アクセスは、女満別空港や釧路空港からそれぞれの地域へのバスまたはレンタカー利用が便利です。冬季は道路状況により、移動時間が伸びる可能性もあるため、余裕のあるスケジュールが推奨されます。
4. 宿泊情報
参加者には、湖畔の温泉旅館や自然体験を重視したロッジ型宿泊施設が人気です。屈斜路湖では「屈斜路プリンスホテル」や「湖のコテージカムイミンタラ」、阿寒湖では「あかん遊久の里 鶴雅」などが快適な滞在を提供してくれます。宿泊先によっては、ツアーとのセットプランや食事付きのプランもあり、手ぶらで参加可能な魅力があります。
5. グルメと地域文化
ツアー中には、地元のグルメも楽しみの一つ。阿寒湖エリアでは「マリモ羊羹」や「阿寒モルトビール」、網走では「流氷カレー」や「オホーツク産ホタテのグリル」など、地元ならではの料理が揃っています。寒い冬に身体を温めてくれる「しばれ鍋」なども人気で、グルメ体験もツアーの楽しさをさらに引き立ててくれます。
6. 体験の流れと所要時間
ツアーは通常、朝の集合から夕方の解散まで1日がかりのプログラムが中心です。
- 午前:集合・レクチャー(昆虫の解説と観察方法の説明)
- 午前後半:雪中昆虫のフィールド観察と記録
- 昼食:地元レストランまたはキャンプ式ランチ
- 午後前半:氷上移動・氷下採取体験
- 午後後半:屋内にて微生物観察とまとめ講座
ツアー終了後には、参加者には観察記録ノートやオリジナル証明書が配布されます。これが子どもたちの自由研究や思い出づくりにも一役買っています。
7. 持ち物と注意点
服装は、スノーウェア、防寒ブーツ、手袋、ネックウォーマー、帽子など、万全の寒さ対策が必要です。主催者側でも一部レンタルが用意されていますが、事前の確認が必要です。また、フィールドでの活動には安全講習が行われ、事故防止のためのガイドが同伴します。

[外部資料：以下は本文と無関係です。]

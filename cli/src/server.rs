// Copyright (c) 2026 Benevole contributors
// SPDX-License-Identifier: AGPL-3.0
//! HTTP server bootstrap
//!
//! Builds the repositories for the configured backend, wires the use cases
//! and serves the API until SIGINT or SIGTERM.

use anyhow::{Context, Result};
use std::net::SocketAddr;
use std::sync::Arc;
use tokio::net::TcpListener;
use tokio::signal;
use tracing::{error, info, warn};

use benevole_core::application::repository_factory::create_repositories;
use benevole_core::domain::platform_config::PlatformConfigManifest;
use benevole_core::domain::repository::StorageBackend;
use benevole_core::infrastructure::db::Database;
use benevole_core::infrastructure::event_bus::{DomainEvent, EventBus, EventBusError};
use benevole_core::infrastructure::password::Argon2PasswordHasher;
use benevole_core::presentation::{app, AppState};

pub async fn start_server(config: PlatformConfigManifest) -> Result<()> {
    config.validate().context("Configuration validation failed")?;

    let backend = config.storage_backend()?;
    let pool = match &backend {
        StorageBackend::InMemory => {
            warn!("Using in-memory storage; all data is lost on shutdown");
            None
        }
        StorageBackend::PostgreSQL(pg) => {
            info!("Connecting to PostgreSQL");
            let database = Database::from_config(pg).await?;
            Some(database.get_pool().clone())
        }
    };

    let repositories = create_repositories(&backend, pool).context("Failed to create repositories")?;

    let hasher = Argon2PasswordHasher::new(&config.spec.registration.password_hashing)
        .context("Invalid password hashing parameters")?;

    let event_bus = Arc::new(EventBus::new(config.spec.observability.event_bus_capacity));
    spawn_event_logger(&event_bus);

    if let Some(metrics) = config.spec.observability.metrics.as_ref().filter(|m| m.enabled) {
        let addr = SocketAddr::from(([0, 0, 0, 0], metrics.port));
        metrics_exporter_prometheus::PrometheusBuilder::new()
            .with_http_listener(addr)
            .install()
            .context("Failed to install Prometheus exporter")?;
        info!("Prometheus metrics listening on {}", addr);
    }

    let state = AppState::new(
        repositories,
        Arc::new(hasher),
        event_bus,
        &config.spec.registration,
    );
    let router = app(state);

    let addr = format!("{}:{}", config.spec.server.bind_address, config.spec.server.port);
    let listener = TcpListener::bind(&addr)
        .await
        .with_context(|| format!("Failed to bind to {}", addr))?;

    info!("Benevole API listening on {}", addr);

    axum::serve(listener, router)
        .with_graceful_shutdown(shutdown_signal())
        .await
        .context("HTTP server failed")?;

    info!("Server shutting down");

    Ok(())
}

/// Log every domain event until the bus closes
fn spawn_event_logger(event_bus: &EventBus) {
    let mut receiver = event_bus.subscribe();
    tokio::spawn(async move {
        loop {
            match receiver.recv().await {
                Ok(DomainEvent::Registration(event)) => {
                    info!(matricule = %event.matricule(), "Domain event: {:?}", event);
                }
                Err(EventBusError::Lagged(_)) => continue,
                Err(_) => break,
            }
        }
    });
}

async fn shutdown_signal() {
    let ctrl_c = async {
        if let Err(e) = signal::ctrl_c().await {
            error!("Failed to install Ctrl+C handler: {}", e);
            std::future::pending::<()>().await;
        }
    };

    #[cfg(unix)]
    let terminate = async {
        match signal::unix::signal(signal::unix::SignalKind::terminate()) {
            Ok(mut sigterm) => {
                sigterm.recv().await;
            }
            Err(e) => {
                error!("Failed to install SIGTERM handler: {}", e);
                std::future::pending::<()>().await;
            }
        }
    };

    #[cfg(not(unix))]
    let terminate = std::future::pending::<()>();

    tokio::select! {
        _ = ctrl_c => {
            info!("Received Ctrl+C signal");
        },
        _ = terminate => {
            info!("Received SIGTERM signal");
        },
    }
}
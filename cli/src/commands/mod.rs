// Copyright (c) 2026 Benevole contributors
// SPDX-License-Identifier: AGPL-3.0

//! Command implementations for the Benevole CLI

pub mod config;
pub mod migrate;
pub mod serve;

pub use self::config::ConfigCommand;
pub use self::migrate::MigrateCommand;
pub use self::serve::ServeCommand;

ツアーは1月下旬から2月中旬の厳冬期に限定開催されており、積雪量や氷の厚みによって日程が変動することもあります。天候の影響による中止や変更もあり得るため、参加前には詳細確認が必須です。

おわりに
「雪中昆虫観察と氷下微生物研究ツアー」は、冬の北海道の自然を深く知ることができる貴重な体験です。雪と氷の中で静かに息づく命に触れ、自ら観察・記録し、科学の面白さを体感できるこのツアーは、単なるレジャーを超えた知的な旅のかたちを提供してくれます。
子どもから大人まで楽しめる工夫が随所に施されており、家族旅行はもちろん、理科教育の一環や自然写真家の撮影ツアーとしても活用されています。北海道の大自然と科学の融合を、ぜひあなたの次の旅で体験してみてください。きっと、忘れられない冬の一日になることでしょう。